If Insects Have Souls I Better Pack for Purgatory
I'm heading back to Asheville for some riding this weekend, the bugs may not be as prevalent as on my last visit in July, but if they are then they are probably going to meet the same fate as some of their kin. Dr. Schweitzer used to operate on people with drapes drawn so as not to kill insects that might be harmed by the hot lights. I guess I am not Dr. Schweitzer...(see face shields) In my own defense I dodged most of them, but I also think it could have been suicide. What if you were a mere insect and only had a few days to live, why not fly into the face shield of a mortal enemy. Hell, it wasn't me I didn’t invent DDT? But what do I know, not anymore than the bugs on my face shield. Kind Regards JW
8 Comments:
Full-face is the only way to go -- and doubly so in Ashville, apparently. Have fun!
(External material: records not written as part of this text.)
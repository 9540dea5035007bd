//! Copyright (c) 2025, Kirky.X
//!
//! MIT License
//!
//! 该模块定义了分布式缓存的配置结构和解析逻辑。

use crate::error::{CacheError, Result};
use secrecy::SecretString;
use serde::Deserialize;
use std::path::Path;
use std::time::Duration;

/// 默认的失效频道名称
pub const DEFAULT_CHANNEL: &str = "cache:sync";

/// 分布式缓存配置
///
/// 在构造协调器时加载一次，此后在协调器生命周期内不可变
#[derive(Debug, Deserialize, Clone, Default)]
#[serde(default)]
pub struct Config {
    /// L1缓存配置
    pub l1: L1Config,
    /// L2缓存配置
    pub l2: L2Config,
    /// 跨实例同步配置
    pub sync: SyncConfig,
}

/// L1淘汰策略
#[derive(Deserialize, Clone, Copy, Debug, PartialEq, Eq, Default)]
#[serde(rename_all = "snake_case")]
pub enum EvictionKind {
    /// Moka 默认的 TinyLFU（带准入策略）
    #[default]
    TinyLfu,
    /// 严格的 LRU，超出容量时总是淘汰最久未使用的条目
    Lru,
}

/// L1缓存配置
#[derive(Deserialize, Clone, Debug)]
#[serde(default)]
pub struct L1Config {
    /// 最大容量（权重单位：键与值的字节长度之和）
    pub max_capacity: u64,
    /// 空闲过期时间（秒），以最后一次访问为准
    pub ttl_secs: u64,
    /// 写入后刷新间隔（秒），0表示禁用主动刷新
    pub refresh_after_secs: u64,
    /// 淘汰策略
    pub eviction: EvictionKind,
    /// 不存在标记的存活时间（秒），0表示禁用
    pub null_ttl_secs: u64,
}

impl Default for L1Config {
    fn default() -> Self {
        Self {
            max_capacity: 64 * 1024 * 1024,
            ttl_secs: 300,
            refresh_after_secs: 60,
            eviction: EvictionKind::TinyLfu,
            null_ttl_secs: 0,
        }
    }
}

impl L1Config {
    /// 空闲过期时间
    pub fn ttl(&self) -> Duration {
        Duration::from_secs(self.ttl_secs)
    }

    /// 写入后刷新间隔，禁用时为 `None`
    pub fn refresh_after(&self) -> Option<Duration> {
        (self.refresh_after_secs > 0).then(|| Duration::from_secs(self.refresh_after_secs))
    }

    pub fn null_ttl(&self) -> Option<Duration> {
        (self.null_ttl_secs > 0).then(|| Duration::from_secs(self.null_ttl_secs))
    }
}

/// Redis模式枚举
#[derive(Deserialize, Clone, Copy, Debug, PartialEq, Eq, Default)]
#[serde(rename_all = "lowercase")]
pub enum RedisMode {
    /// 单机模式
    #[default]
    Standalone,
    /// 哨兵模式
    Sentinel,
}

/// 哨兵配置
#[derive(Deserialize, Clone, Debug)]
pub struct SentinelConfig {
    /// 主节点名称
    pub master_name: String,
    /// 哨兵节点列表
    pub nodes: Vec<String>,
}

/// L2缓存配置
#[derive(Deserialize, Clone, Debug)]
#[serde(default)]
pub struct L2Config {
    /// Redis模式
    pub mode: RedisMode,
    /// 连接字符串
    pub connection_string: SecretString,
    /// Redis 密码（可选），优先于连接字符串中携带的密码
    pub password: Option<SecretString>,
    /// 单机模式下选择的数据库编号
    pub db: i64,
    /// 是否启用 TLS
    pub enable_tls: bool,
    /// 哨兵配置
    pub sentinel: Option<SentinelConfig>,
    /// 连接超时时间（毫秒），只用于建立连接
    pub connection_timeout_ms: u64,
    /// 写入L2时使用的TTL（秒），0表示永不过期
    pub default_ttl_secs: u64,
}

impl Default for L2Config {
    fn default() -> Self {
        Self {
            mode: RedisMode::Standalone,
            connection_string: SecretString::new("redis://127.0.0.1:6379".into()),
            password: None,
            db: 0,
            enable_tls: false,
            sentinel: None,
            connection_timeout_ms: 5000,
            default_ttl_secs: 3600,
        }
    }
}

impl L2Config {
    pub fn default_ttl(&self) -> Duration {
        Duration::from_secs(self.default_ttl_secs)
    }
}

/// 跨实例同步配置
#[derive(Deserialize, Clone, Debug)]
#[serde(default)]
pub struct SyncConfig {
    /// 失效频道名称
    pub channel: String,
    /// 进程唯一的实例标识，用于过滤自身发出的消息
    pub instance_id: String,
}

impl Default for SyncConfig {
    fn default() -> Self {
        Self {
            channel: DEFAULT_CHANNEL.to_string(),
            instance_id: uuid::Uuid::new_v4().to_string(),
        }
    }
}

impl Config {
    /// 从TOML字符串解析配置并验证
    pub fn from_toml_str(content: &str) -> Result<Self> {
        let config: Config =
            toml::from_str(content).map_err(|e| CacheError::Config(e.to_string()))?;
        config.validate().map_err(CacheError::Config)?;
        Ok(config)
    }

    /// 从TOML文件加载配置
    pub fn load(path: impl AsRef<Path>) -> Result<Self> {
        let path = path.as_ref();
        let content = std::fs::read_to_string(path).map_err(|e| {
            CacheError::Config(format!("Failed to read {}: {}", path.display(), e))
        })?;
        Self::from_toml_str(&content)
    }

    /// 验证配置
    ///
    /// 检查配置的有效性，确保所有必需的字段都已设置，并且值在合理范围内
    pub fn validate(&self) -> std::result::Result<(), String> {
        let l1 = &self.l1;
        if l1.max_capacity == 0 {
            return Err("L1 max_capacity cannot be zero".to_string());
        }

        // L1 条目必须有过期时间，跨实例的一致性依赖于它
        if l1.ttl_secs == 0 {
            return Err("L1 ttl_secs cannot be zero".to_string());
        }

        if l1.ttl_secs > 86400 * 30 {
            return Err("L1 ttl_secs cannot exceed 30 days (2592000 seconds)".to_string());
        }

        if l1.null_ttl_secs > l1.ttl_secs {
            return Err(format!(
                "L1 null_ttl_secs ({}) must be <= ttl_secs ({})",
                l1.null_ttl_secs, l1.ttl_secs
            ));
        }

        let l2 = &self.l2;
        if l2.default_ttl_secs > 0 && l1.ttl_secs > l2.default_ttl_secs {
            return Err(format!(
                "L1 TTL ({}) must be <= L2 TTL ({})",
                l1.ttl_secs, l2.default_ttl_secs
            ));
        }

        if !(100..=30000).contains(&l2.connection_timeout_ms) {
            return Err("L2 connection_timeout_ms must be between 100 and 30000 ms".to_string());
        }

        if l2.db < 0 {
            return Err(format!("L2 db ({}) cannot be negative", l2.db));
        }

        if l2.mode == RedisMode::Sentinel {
            if l2.db != 0 {
                return Err("L2 db is only supported in standalone mode".to_string());
            }
            match &l2.sentinel {
                Some(sentinel) if sentinel.nodes.is_empty() => {
                    return Err("Sentinel mode requires at least one node".to_string());
                }
                None => return Err("Sentinel mode requires a [l2.sentinel] section".to_string()),
                _ => {}
            }
        }

        if self.sync.channel.trim().is_empty() {
            return Err("Sync channel cannot be empty".to_string());
        }

        if self.sync.instance_id.trim().is_empty() {
            return Err("Sync instance_id cannot be empty".to_string());
        }

        Ok(())
    }
}
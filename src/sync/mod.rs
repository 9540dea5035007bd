//! Copyright (c) 2025, Kirky.X
//!
//! MIT License
//!
//! 该模块定义了缓存系统的同步机制，包括失效广播、单飞加载和写入后刷新。

pub mod invalidation;
pub mod message;
pub mod refresh;
pub mod single_flight;
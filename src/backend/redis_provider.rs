//! Copyright (c) 2025, Kirky.X
//!
//! MIT License
//!
//! 该模块定义了Redis提供者接口和默认实现，负责按部署模式建立连接。

use crate::{
    config::{L2Config, RedisMode},
    error::{CacheError, Result},
};
use async_trait::async_trait;
use redis::{aio::ConnectionManager, Client, ConnectionInfo, IntoConnectionInfo};
use secrecy::ExposeSecret;
use tokio::time::{timeout, Duration};
use tracing::info;

#[async_trait]
pub trait RedisProvider: Send + Sync {
    async fn get_standalone_client(&self, config: &L2Config)
        -> Result<(Client, ConnectionManager)>;
    async fn get_sentinel_client(&self, config: &L2Config) -> Result<(Client, ConnectionManager)>;

    /// 按配置的模式建立连接
    async fn connect(&self, config: &L2Config) -> Result<(Client, ConnectionManager)> {
        match config.mode {
            RedisMode::Standalone => self.get_standalone_client(config).await,
            RedisMode::Sentinel => self.get_sentinel_client(config).await,
        }
    }
}

pub struct DefaultRedisProvider;

/// 在连接超时内创建连接管理器，超时只作用于建立连接，不作用于后续命令
async fn open_manager(client: &Client, config: &L2Config, target: &str) -> Result<ConnectionManager> {
    match timeout(
        Duration::from_millis(config.connection_timeout_ms),
        client.get_connection_manager(),
    )
    .await
    {
        Ok(res) => Ok(res?),
        Err(_) => Err(CacheError::Transport(format!(
            "Connection timed out after {}ms. Target: {}",
            config.connection_timeout_ms, target
        ))),
    }
}

/// 构造单机模式的连接信息
///
/// 启用TLS时把 `redis://` 升级为 `rediss://`；配置中的密码和数据库编号
/// 覆盖连接字符串中的对应部分。
fn standalone_info(config: &L2Config) -> Result<ConnectionInfo> {
    let raw = config.connection_string.expose_secret();
    let connection_string = if config.enable_tls && !raw.starts_with("rediss://") {
        raw.replace("redis://", "rediss://")
    } else {
        raw.to_string()
    };

    let mut info = connection_string.as_str().into_connection_info()?;
    if let Some(password) = &config.password {
        info.redis.password = Some(password.expose_secret().to_string());
    }
    if config.db != 0 {
        info.redis.db = config.db;
    }
    Ok(info)
}

/// 构造哨兵URL：redis+sentinel://[:password@]host:port[,host:port]/service_name
fn sentinel_url(config: &L2Config) -> Result<String> {
    let sentinel_config = config.sentinel.as_ref().ok_or_else(|| {
        CacheError::Config("Sentinel configuration is missing".to_string())
    })?;

    let nodes: Vec<&str> = sentinel_config
        .nodes
        .iter()
        .map(|n| {
            n.trim_start_matches("redis://")
                .trim_start_matches("redis+sentinel://")
        })
        .collect();
    if nodes.is_empty() {
        return Err(CacheError::Config("No sentinel nodes provided".to_string()));
    }

    let mut url = "redis+sentinel://".to_string();
    if let Some(password) = &config.password {
        url.push_str(&format!(":{}@", password.expose_secret()));
    }
    url.push_str(&nodes.join(","));
    url.push('/');
    url.push_str(&sentinel_config.master_name);
    Ok(url)
}

#[async_trait]
impl RedisProvider for DefaultRedisProvider {
    async fn get_standalone_client(
        &self,
        config: &L2Config,
    ) -> Result<(Client, ConnectionManager)> {
        let client = Client::open(standalone_info(config)?)?;
        let manager = open_manager(&client, config, "standalone").await?;
        Ok((client, manager))
    }

    async fn get_sentinel_client(&self, config: &L2Config) -> Result<(Client, ConnectionManager)> {
        info!("Initializing Sentinel client with automatic failover support");
        let url = sentinel_url(config)?;
        let client = Client::open(url)?;
        let manager = open_manager(&client, config, "sentinel").await?;
        Ok((client, manager))
    }
}
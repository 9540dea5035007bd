//! Copyright (c) 2025-2026, Kirky.X
//!
//! MIT License
//!
//! 该模块定义了缓存系统的后端能力接口，包括L1本地缓存和L2共享存储。

pub mod l1;
pub mod l2;
pub mod memory;
pub mod redis_provider;

use crate::error::Result;
use async_trait::async_trait;
use futures::future::BoxFuture;
use futures::stream::Stream;
use std::collections::HashMap;
use std::pin::Pin;
use std::sync::Arc;
use std::time::{Duration, Instant};

pub use l1::MokaL1;
pub use l2::RedisStore;
pub use memory::MemoryStore;

/// 订阅得到的原始消息流，连接断开或被丢弃时结束
pub type MessageStream = Pin<Box<dyn Stream<Item = Vec<u8>> + Send>>;

/// 批量加载函数：只接收未命中的键，返回解析到的键值对
pub type BatchLoader =
    Box<dyn FnOnce(Vec<String>) -> BoxFuture<'static, Result<HashMap<String, String>>> + Send>;

/// L1缓存条目
///
/// 由L1缓存持有；在写入或回填时创建，被淘汰策略或显式失效移除
#[derive(Debug, Clone, PartialEq, Eq)]
pub struct CacheEntry {
    pub key: String,
    pub value: String,
    /// 最后一次写入时间，用于写入后刷新
    pub written_at: Instant,
}

impl CacheEntry {
    pub fn new(key: impl Into<String>, value: impl Into<String>) -> Self {
        Self {
            key: key.into(),
            value: value.into(),
            written_at: Instant::now(),
        }
    }

    /// 条目权重：键与值的字节长度之和
    pub fn weight(&self) -> u32 {
        (self.key.len() + self.value.len())
            .try_into()
            .unwrap_or(u32::MAX)
    }

    /// 自最后一次写入以来经过的时间
    pub fn age(&self) -> Duration {
        self.written_at.elapsed()
    }
}

/// L1命中统计
#[derive(Debug, Clone, Copy, Default, PartialEq, Eq)]
pub struct L1Stats {
    pub hits: u64,
    pub misses: u64,
}

/// L1本地缓存能力
///
/// 所有操作都在内存中完成，除短临界区外不阻塞；
/// 加载器只会阻塞其负责的键。
#[async_trait]
pub trait L1Cache: Send + Sync {
    /// 获取缓存值
    async fn get(&self, key: &str) -> Option<String> {
        self.get_entry(key).await.map(|entry| entry.value.clone())
    }

    /// 获取完整的缓存条目（包含写入时间）
    async fn get_entry(&self, key: &str) -> Option<Arc<CacheEntry>>;

    /// 写入缓存值
    async fn set(&self, key: &str, value: String);

    /// 仅当键不存在时写入
    ///
    /// # 返回值
    ///
    /// 本次调用写入了条目时返回 `true`；键已存在（例如被并发的本地写入抢先）时返回 `false`
    async fn insert_if_absent(&self, key: &str, value: String) -> bool;

    /// 仅当键的当前条目仍是 `expected` 时替换
    ///
    /// # 参数
    ///
    /// * `expected` - 之前读到的条目，按指针比较
    /// * `value` - 新值；`None` 表示删除该键
    ///
    /// # 返回值
    ///
    /// 条目被替换或删除时返回 `true`
    async fn replace_if_current(&self, expected: &Arc<CacheEntry>, value: Option<String>) -> bool;

    /// 使键失效，返回被移除的值
    async fn invalidate(&self, key: &str) -> Option<String>;

    /// 批量获取
    ///
    /// 只对未命中的键调用 `loader`，加载结果写入L1；
    /// 同一个键的并发未命中只会触发一次加载。
    async fn bulk_get(&self, keys: &[String], loader: BatchLoader)
        -> Result<HashMap<String, String>>;

    /// 命中统计
    fn stats(&self) -> L1Stats;

    /// 清空所有条目
    fn clear(&self);
}

/// L2共享存储能力
///
/// `get` 返回 `None` 表示键不存在（NotFound），错误表示传输失败。
#[cfg_attr(test, mockall::automock)]
#[async_trait]
pub trait L2Store: Send + Sync {
    /// 获取值
    async fn get(&self, key: &str) -> Result<Option<String>>;

    /// 写入值，`ttl` 为零表示不过期
    async fn set(&self, key: &str, value: &str, ttl: Duration) -> Result<()>;

    /// 删除键
    async fn delete(&self, key: &str) -> Result<()>;

    /// 批量获取，返回结果与输入顺序一一对应
    async fn mget(&self, keys: &[String]) -> Result<Vec<Option<String>>>;

    /// 向频道发布消息
    async fn publish(&self, channel: &str, payload: &[u8]) -> Result<()>;

    /// 订阅频道；返回时订阅已经生效
    async fn subscribe(&self, channel: &str) -> Result<MessageStream>;

    /// 检查连接是否正常
    async fn ping(&self) -> Result<()>;
}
Bugs in the teeth are free protein!
Are those helmets or testicles?
And if those are testicles, from whom did you contract all those blemishes?
sleek: Will do, hitting those little critters at speed on bare skin, no thankee...
john:a few lighting bugs in the teeth are ghetto cool!
toilets: helemts
ing: ing this is a photo of two helmets covered with departed insects. Our friend toilets me thinks is causing trouble.
Insects don't have feet josh so they don't have soles!!
This is what I was supposed to leave you before
The first time(when I was about 10) I got a ride on a bike I was near Eau Claire, WI. Fall Creek to be exact. I had glasses on, but they did little good when the June Bug hit me in the face at about 100mph. Where were the monkeys then!!!?